Is the cost increasing because of the cherry-picking and because SIRO, ESB, Vodafone and several components of the Enet consortium have now jumped ship? Are we not now in a much more precarious situation because of the dropouts? We are caught between two venture capitalists - the owner of Eir and the owners of the Enet consortium, which is still in the bidding process.

The cost to the Department is €19 million. Why is it so low? What proportion is being spent on the broadband plan? I hope the Minister does not tell me that the Government has not put in a ballpark figure for the capital expenditure on the NBP. There has to be a range and some official, the Minister or his deputy must put a figure on it.

The spend under subhead A3, ICT programmes, to the end of June was €3.9 million. The spend to the end of September was €6.7 million, of which €5.6 million related to the NBP. The €15 million that was allocated was for the national broadband plan. The variation is due, in the main, to the lower than anticipated expenditure levels on the NBP, which reflected the stage and the complexity of the procurement process. The variance also relates to the timing of payments relating to Eircode postcodes. The significant aspect relates to the plan, and not just this year. In previous years, there was also an underspend because procurement was a complicated process.

On funding, an initial stimulus allocation of €275 million for the State-led intervention under the NBP is in the Government's six-year capital plan. It was always acknowledged that further Exchequer funding would be needed over the lifetime of the plan. Funding in principle of €500 million from the European Investment Bank was announced in April for the plan and €75 million was also committed under the European regional development fund. Following discussions and subject to the completion of the assessment by my officials, and their presentation to me, there will be further engagement with the Department of Finance.

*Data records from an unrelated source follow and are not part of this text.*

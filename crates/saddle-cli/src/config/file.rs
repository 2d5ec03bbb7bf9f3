use crate::error::{CliError, Result};
use saddlecheck::core::calc::method::Method;
use saddlecheck::core::calc::request::PointCharge;
use nalgebra::Point3;
use serde::Deserialize;
use std::path::{Path, PathBuf};
use tracing::debug;

#[derive(Deserialize, Debug, Default, Clone)]
#[serde(deny_unknown_fields, rename_all = "kebab-case")]
pub struct FileBondRearrangement {
    #[serde(default)]
    pub forming: Vec<(usize, usize)>,
    #[serde(default)]
    pub breaking: Vec<(usize, usize)>,
}

/// A QM/MM point charge; `position` is in Angstroms.
#[derive(Deserialize, Debug, Clone, Copy, PartialEq)]
#[serde(deny_unknown_fields)]
pub struct FilePointCharge {
    pub charge: f64,
    pub position: [f64; 3],
}

impl From<FilePointCharge> for PointCharge {
    fn from(file: FilePointCharge) -> Self {
        PointCharge::new(file.charge, Point3::from(file.position))
    }
}

#[derive(Deserialize, Debug, Default, Clone)]
#[serde(deny_unknown_fields, rename_all = "kebab-case")]
pub struct FileMethod {
    pub name: Option<String>,
    #[serde(default)]
    pub hess_keywords: Vec<String>,
    #[serde(default)]
    pub opt_keywords: Vec<String>,
}

impl FileMethod {
    /// Resolves the method, taking the name from `cli_name`, then the file,
    /// then `default_name`.
    pub fn resolve(self, cli_name: Option<&str>, default_name: &str) -> Method {
        let name = cli_name
            .map(str::to_string)
            .or(self.name)
            .unwrap_or_else(|| default_name.to_string());
        Method::new(&name)
            .with_hess_keywords(self.hess_keywords)
            .with_opt_keywords(self.opt_keywords)
    }
}

#[derive(Deserialize, Debug, Default, Clone)]
#[serde(deny_unknown_fields, rename_all = "kebab-case")]
pub struct FileMethods {
    pub high: Option<FileMethod>,
    pub low: Option<FileMethod>,
}

#[derive(Deserialize, Debug, Default, Clone)]
#[serde(deny_unknown_fields, rename_all = "kebab-case")]
pub struct FileThresholds {
    pub freq_threshold: Option<f64>,
    pub contribution_threshold: Option<f64>,
    pub displacement_magnitude: Option<f64>,
    pub linkage_displacement_magnitude: Option<f64>,
    pub bond_delta_threshold: Option<f64>,
    pub spurious_bond_tolerance: Option<f64>,
    pub graph_tolerance: Option<f64>,
}

/// A validation job as written in the TOML job file.
///
/// Relative paths are resolved against the directory holding the job file.
#[derive(Deserialize, Debug, Default, Clone)]
#[serde(deny_unknown_fields, rename_all = "kebab-case")]
pub struct FileConfig {
    pub name: Option<String>,
    pub ts: Option<PathBuf>,
    pub reactant: Option<PathBuf>,
    pub product: Option<PathBuf>,
    /// Archived Hessian to attach to the candidate instead of looking one up.
    pub hessian: Option<PathBuf>,
    pub results_dir: Option<PathBuf>,
    pub charge: Option<i32>,
    pub mult: Option<u32>,
    pub n_cores: Option<usize>,
    pub bond_rearrangement: Option<FileBondRearrangement>,
    /// Point charges embedding the TS in Hessian calculations.
    #[serde(default)]
    pub point_charges: Vec<FilePointCharge>,
    pub methods: Option<FileMethods>,
    pub thresholds: Option<FileThresholds>,
}

impl FileConfig {
    pub fn from_file(path: &Path) -> Result<Self> {
        debug!("Reading job file from {:?}", path);
        let content = std::fs::read_to_string(path)?;
        Self::parse(&content, path)
    }

    fn parse(content: &str, path: &Path) -> Result<Self> {
        toml::from_str(content).map_err(|e| CliError::FileParsing {
            path: path.to_path_buf(),
            source: e.into(),
        })
    }
}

On Deputy Dooley's point, over the past five years €2.75 billion has been invested in building our high-speed broadband networks across the country, the vast majority of which are a direct result of the national broadband plan and of people wanting to get ahead of the plan. Deputy Stanley highlighted one aspect of that, but there are other companies. Deputies Dooley and Stanley, in particular, have spoken to private telecoms companies, and I am sure Deputy Eamon Ryan has also, and it has been explained to them that the investment being put in here is not just in relation to market share in Ireland, but it is being used as a test bed for other parts of Europe because of our unique circumstances, our national broadband plan and the broadband task force which has facilitated the speedy deployment of infrastructure across the country. The Minister of State, Deputy Kyne, has assisted me with that. There is no doubt that there is now a far more friendly and positive atmosphere to direct investment in this country. There is direct engagement with a senior official in each local authority, which facilitates the roll-out of infrastructure, telecommunications and broadband infrastructure around the country.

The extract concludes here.